> _What you need to do_
The response should consist of every record, reproduced exactly.

### Records to process ###

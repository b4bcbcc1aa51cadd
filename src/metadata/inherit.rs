use serde_yaml::Mapping;
use std::fs;
use std::path::{Path, PathBuf};

use crate::parser::frontmatter::{merge_mappings, parse_mapping};

pub const INHERITED_FILE: &str = "_metadata.yml";

/// Nearest `_metadata.yml` from `dir` upward, stopping at `root`
pub fn find_inherited(dir: &Path, root: &Path) -> Option<PathBuf> {
    for ancestor in dir.ancestors() {
        let candidate = ancestor.join(INHERITED_FILE);
        if candidate.is_file() {
            return Some(candidate);
        }
        if ancestor == root || !ancestor.starts_with(root) {
            break;
        }
    }
    None
}

/// Defaults inherited by the document at `document`, empty when none apply
///
/// A malformed metadata file is reported and treated as absent.
pub fn inherited_defaults(document: &Path, root: &Path) -> Mapping {
    let Some(dir) = document.parent() else {
        return Mapping::new();
    };
    let Some(path) = find_inherited(dir, root) else {
        return Mapping::new();
    };

    let parsed = fs::read_to_string(&path)
        .map_err(|e| e.to_string())
        .and_then(|text| parse_mapping(&text).map_err(|e| e.to_string()));
    match parsed {
        Ok(mapping) => {
            tracing::debug!(path = %path.display(), "using inherited metadata");
            mapping
        }
        Err(error) => {
            tracing::warn!(path = %path.display(), %error, "ignoring unreadable metadata file");
            Mapping::new()
        }
    }
}

/// The document's own fields on top of its inherited defaults
pub fn effective_mapping(own: &Mapping, document: &Path, root: &Path, inherit: bool) -> Mapping {
    if !inherit {
        return own.clone();
    }
    merge_mappings(&inherited_defaults(document, root), own)
}

#[cfg(test)]
mod tests {
    use super::*;
    use tempfile::TempDir;

    fn write(root: &Path, rel: &str, content: &str) -> PathBuf {
        let path = root.join(rel);
        fs::create_dir_all(path.parent().unwrap()).unwrap();
        fs::write(&path, content).unwrap();
        path
    }

    #[test]
    fn test_nearest_file_wins() {
        let temp = TempDir::new().unwrap();
        let root = temp.path();
        write(root, "blog/_metadata.yml", "author: Blog\n");
        write(root, "blog/posts/_metadata.yml", "author: Posts\n");
        let doc = write(root, "blog/posts/2024-01-01-a/index.qmd", "");

        let found = find_inherited(doc.parent().unwrap(), root).unwrap();
        assert_eq!(found, root.join("blog/posts/_metadata.yml"));
    }

    #[test]
    fn test_search_stops_at_root() {
        let temp = TempDir::new().unwrap();
        let outer = temp.path();
        write(outer, "_metadata.yml", "author: Outside\n");
        let root = outer.join("base");
        let doc = write(&root, "blog/2024-01-01-a/index.qmd", "");

        assert!(find_inherited(doc.parent().unwrap(), &root).is_none());
    }

    #[test]
    fn test_document_fields_override_defaults() {
        let temp = TempDir::new().unwrap();
        let root = temp.path();
        write(root, "blog/_metadata.yml", "author: Blog\nlicense: CC BY\n");
        let doc = write(root, "blog/2024-01-01-a/index.qmd", "");

        let own: Mapping = serde_yaml::from_str("title: T\nauthor: Me\n").unwrap();
        let merged = effective_mapping(&own, &doc, root, true);
        assert_eq!(merged.get("author").and_then(|v| v.as_str()), Some("Me"));
        assert_eq!(merged.get("license").and_then(|v| v.as_str()), Some("CC BY"));

        let plain = effective_mapping(&own, &doc, root, false);
        assert!(plain.get("license").is_none());
    }

    #[test]
    fn test_malformed_metadata_is_ignored() {
        let temp = TempDir::new().unwrap();
        let root = temp.path();
        write(root, "blog/_metadata.yml", "- not\n- a mapping\n");
        let doc = write(root, "blog/2024-01-01-a/index.qmd", "");

        assert!(inherited_defaults(&doc, root).is_empty());
    }
}
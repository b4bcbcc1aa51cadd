pub mod commands;
pub mod config;
pub mod dedupe;
pub mod error;
pub mod fs;
pub mod metadata;
pub mod parser;
pub mod repair;
pub mod report;
pub mod tags;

###

> _Exercise solution_
repository b4bcbcc1aa51cadd
filename src/metadata/inherit.rs
use serde_yaml::Mapping;
use std::fs;
use std::path::{Path, PathBuf};

use crate::parser::frontmatter::{merge_mappings, parse_mapping};

pub const INHERITED_FILE: &str = "_metadata.yml";

/// Nearest `_metadata.yml` from `dir` upward, stopping at `root`
pub fn find_inherited(dir: &Path, root: &Path) -> Option<PathBuf> {
    for ancestor in dir.ancestors() {
        let candidate = ancestor.join(INHERITED_FILE);
        if candidate.is_file() {
            return Some(candidate);
        }
        if ancestor == root || !ancestor.starts_with(root) {
            break;
        }
    }
    None
}

/// Defaults inherited by the document at `document`, empty when none apply
///
/// A malformed metadata file is reported and treated as absent.
pub fn inherited_defaults(document: &Path, root: &Path) -> Mapping {
    let Some(dir) = document.parent() else {
        return Mapping::new();
    };
    let Some(path) = find_inherited(dir, root) else {
        return Mapping::new();
    };

    let parsed = fs::read_to_string(&path)
        .map_err(|e| e.to_string())
        .and_then(|text| parse_mapping(&text).map_err(|e| e.to_string()));
    match parsed {
        Ok(mapping) => {
            tracing::debug!(path = %path.display(), "using inherited metadata");
            mapping
        }
        Err(error) => {
            tracing::warn!(path = %path.display(), %error, "ignoring unreadable metadata file");
            Mapping::new()
        }
    }
}

/// The document's own fields on top of its inherited defaults
pub fn effective_mapping(own: &Mapping, document: &Path, root: &Path, inherit: bool) -> Mapping {
    if !inherit {
        return own.clone();
    }
    merge_mappings(&inherited_defaults(document, root), own)
}

#[cfg(test)]
mod tests {
    use super::*;
    use tempfile::TempDir;

    fn write(root: &Path, rel: &str, content: &str) -> PathBuf {
        let path = root.join(rel);
        fs::create_dir_all(path.parent().unwrap()).unwrap();
        fs::write(&path, content).unwrap();
        path
    }

    #[test]
    fn test_nearest_file_wins() {
        let temp = TempDir::new().unwrap();
        let root = temp.path();
        write(root, "blog/_metadata.yml", "author: Blog\n");
        write(root, "blog/posts/_metadata.yml", "author: Posts\n");
        let doc = write(root, "blog/posts/2024-01-01-a/index.qmd", "");

        let found = find_inherited(doc.parent().unwrap(), root).unwrap();
        assert_eq!(found, root.join("blog/posts/_metadata.yml"));
    }

    #[test]
    fn test_search_stops_at_root() {
        let temp = TempDir::new().unwrap();
        let outer = temp.path();
        write(outer, "_metadata.yml", "author: Outside\n");
        let root = outer.join("base");
        let doc = write(&root, "blog/2024-01-01-a/index.qmd", "");

        assert!(find_inherited(doc.parent().unwrap(), &root).is_none());
    }

    #[test]
    fn test_document_fields_override_defaults() {
        let temp = TempDir::new().unwrap();
        let root = temp.path();
        write(root, "blog/_metadata.yml", "author: Blog\nlicense: CC BY\n");
        let doc = write(root, "blog/2024-01-01-a/index.qmd", "");

        let own: Mapping = serde_yaml::from_str("title: T\nauthor: Me\n").unwrap();
        let merged = effective_mapping(&own, &doc, root, true);
        assert_eq!(merged.get("author").and_then(|v| v.as_str()), Some("Me"));
        assert_eq!(merged.get("license").and_then(|v| v.as_str()), Some("CC BY"));

        let plain = effective_mapping(&own, &doc, root, false);
        assert!(plain.get("license").is_none());
    }

    #[test]
    fn test_malformed_metadata_is_ignored() {
        let temp = TempDir::new().unwrap();
        let root = temp.path();
        write(root, "blog/_metadata.yml", "- not\n- a mapping\n");
        let doc = write(root, "blog/2024-01-01-a/index.qmd", "");

        assert!(inherited_defaults(&doc, root).is_empty());
    }
}
repository b4bcbcc1aa51cadd
pub mod commands;
pub mod config;
pub mod dedupe;
pub mod error;
pub mod fs;
pub mod metadata;
pub mod parser;
pub mod repair;
pub mod report;
pub mod tags;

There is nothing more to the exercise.